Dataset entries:
● ● ● ●
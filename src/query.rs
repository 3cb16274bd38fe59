//! The immutable query record ingress hands to the rest of the pipeline.

use chrono::{DateTime, Utc};
use serde::{Deserialize, Serialize};

/// Execution mode requested by the caller. Out-of-scope transports map
/// their own enums onto this one; it only affects whether the executor
/// streams progress or returns a single `UnifiedResponse`.
#[derive(Debug, Clone, Copy, PartialEq, Eq, Serialize, Deserialize)]
#[serde(rename_all = "snake_case")]
pub enum QueryMode {
    Sync,
    Stream,
}

impl Default for QueryMode {
    fn default() -> Self {
        QueryMode::Sync
    }
}

/// Per-query overrides of the process-wide `Config` defaults.
#[derive(Debug, Clone, Default, Serialize, Deserialize)]
pub struct QueryOptions {
    #[serde(skip_serializing_if = "Option::is_none")]
    pub model: Option<String>,
    #[serde(skip_serializing_if = "Option::is_none")]
    pub max_tokens: Option<u32>,
    #[serde(skip_serializing_if = "Option::is_none")]
    pub enable_rag: Option<bool>,
    #[serde(skip_serializing_if = "Option::is_none")]
    pub enable_agents: Option<bool>,
    #[serde(skip_serializing_if = "Option::is_none")]
    pub enable_expansion: Option<bool>,
    #[serde(skip_serializing_if = "Option::is_none")]
    pub enable_reranking: Option<bool>,
    #[serde(skip_serializing_if = "Option::is_none")]
    pub max_parallel: Option<usize>,
    #[serde(skip_serializing_if = "Option::is_none")]
    pub timeout_ms: Option<u64>,
}

/// An immutable, single-query record. Created by ingress, destroyed
/// when the final progress event for its tree is emitted (§3
/// lifecycles) — this crate never mutates a `Query` in place.
#[derive(Debug, Clone, Serialize, Deserialize)]
pub struct Query {
    pub text: String,
    #[serde(skip_serializing_if = "Option::is_none")]
    pub session_id: Option<String>,
    #[serde(default)]
    pub mode: QueryMode,
    #[serde(default)]
    pub options: QueryOptions,
    pub received_at: DateTime<Utc>,
}

impl Query {
    pub fn new(text: impl Into<String>) -> Self {
        Self {
            text: text.into(),
            session_id: None,
            mode: QueryMode::default(),
            options: QueryOptions::default(),
            received_at: Utc::now(),
        }
    }

    pub fn with_session_id(mut self, session_id: impl Into<String>) -> Self {
        self.session_id = Some(session_id.into());
        self
    }

    pub fn with_mode(mut self, mode: QueryMode) -> Self {
        self.mode = mode;
        self
    }

    pub fn with_options(mut self, options: QueryOptions) -> Self {
        self.options = options;
        self
    }

    /// Very small heuristic, used by the Token Budget Calculator and
    /// the rule-tier Intent Classifier: whether the text carries
    /// administrative/legal domain vocabulary.
    pub fn mentions_domain_keywords(&self) -> bool {
        const KEYWORDS: &[&str] = &[
            "antrag", "genehmigung", "behörde", "bescheid", "verwaltung", "gesetz",
            "verordnung", "amt", "bauantrag", "gebühr", "frist", "widerspruch",
        ];
        let lower = self.text.to_lowercase();
        KEYWORDS.iter().any(|kw| lower.contains(kw))
    }
}

#[cfg(test)]
mod tests {
    use super::*;

    #[test]
    fn new_query_defaults_to_sync_mode() {
        let q = Query::new("Was ist der Hauptsitz von BMW?");
        assert_eq!(q.mode, QueryMode::Sync);
        assert!(q.session_id.is_none());
    }

    #[test]
    fn detects_domain_keywords() {
        let q = Query::new("Wie beantrage ich einen Bauantrag in Stuttgart?");
        assert!(q.mentions_domain_keywords());

        let q = Query::new("Was ist der Hauptsitz von BMW?");
        assert!(!q.mentions_domain_keywords());
    }
}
● ● ● ●
* Task directions:
Take the entries and print them exactly. Keep every line.

* Problem solution:
filename src/query.rs
repository 3cb16274bd38fe59
//! The immutable query record ingress hands to the rest of the pipeline.

use chrono::{DateTime, Utc};
use serde::{Deserialize, Serialize};

/// Execution mode requested by the caller. Out-of-scope transports map
/// their own enums onto this one; it only affects whether the executor
/// streams progress or returns a single `UnifiedResponse`.
#[derive(Debug, Clone, Copy, PartialEq, Eq, Serialize, Deserialize)]
#[serde(rename_all = "snake_case")]
pub enum QueryMode {
    Sync,
    Stream,
}

impl Default for QueryMode {
    fn default() -> Self {
        QueryMode::Sync
    }
}

/// Per-query overrides of the process-wide `Config` defaults.
#[derive(Debug, Clone, Default, Serialize, Deserialize)]
pub struct QueryOptions {
    #[serde(skip_serializing_if = "Option::is_none")]
    pub model: Option<String>,
    #[serde(skip_serializing_if = "Option::is_none")]
    pub max_tokens: Option<u32>,
    #[serde(skip_serializing_if = "Option::is_none")]
    pub enable_rag: Option<bool>,
    #[serde(skip_serializing_if = "Option::is_none")]
    pub enable_agents: Option<bool>,
    #[serde(skip_serializing_if = "Option::is_none")]
    pub enable_expansion: Option<bool>,
    #[serde(skip_serializing_if = "Option::is_none")]
    pub enable_reranking: Option<bool>,
    #[serde(skip_serializing_if = "Option::is_none")]
    pub max_parallel: Option<usize>,
    #[serde(skip_serializing_if = "Option::is_none")]
    pub timeout_ms: Option<u64>,
}

/// An immutable, single-query record. Created by ingress, destroyed
/// when the final progress event for its tree is emitted (§3
/// lifecycles) — this crate never mutates a `Query` in place.
#[derive(Debug, Clone, Serialize, Deserialize)]
pub struct Query {
    pub text: String,
    #[serde(skip_serializing_if = "Option::is_none")]
    pub session_id: Option<String>,
    #[serde(default)]
    pub mode: QueryMode,
    #[serde(default)]
    pub options: QueryOptions,
    pub received_at: DateTime<Utc>,
}

impl Query {
    pub fn new(text: impl Into<String>) -> Self {
        Self {
            text: text.into(),
            session_id: None,
            mode: QueryMode::default(),
            options: QueryOptions::default(),
            received_at: Utc::now(),
        }
    }

    pub fn with_session_id(mut self, session_id: impl Into<String>) -> Self {
        self.session_id = Some(session_id.into());
        self
    }

    pub fn with_mode(mut self, mode: QueryMode) -> Self {
        self.mode = mode;
        self
    }

    pub fn with_options(mut self, options: QueryOptions) -> Self {
        self.options = options;
        self
    }

    /// Very small heuristic, used by the Token Budget Calculator and
    /// the rule-tier Intent Classifier: whether the text carries
    /// administrative/legal domain vocabulary.
    pub fn mentions_domain_keywords(&self) -> bool {
        const KEYWORDS: &[&str] = &[
            "antrag", "genehmigung", "behörde", "bescheid", "verwaltung", "gesetz",
            "verordnung", "amt", "bauantrag", "gebühr", "frist", "widerspruch",
        ];
        let lower = self.text.to_lowercase();
        KEYWORDS.iter().any(|kw| lower.contains(kw))
    }
}

#[cfg(test)]
mod tests {
    use super::*;

    #[test]
    fn new_query_defaults_to_sync_mode() {
        let q = Query::new("Was ist der Hauptsitz von BMW?");
        assert_eq!(q.mode, QueryMode::Sync);
        assert!(q.session_id.is_none());
    }

    #[test]
    fn detects_domain_keywords() {
        let q = Query::new("Wie beantrage ich einen Bauantrag in Stuttgart?");
        assert!(q.mentions_domain_keywords());

        let q = Query::new("Was ist der Hauptsitz von BMW?");
        assert!(!q.mentions_domain_keywords());
    }
}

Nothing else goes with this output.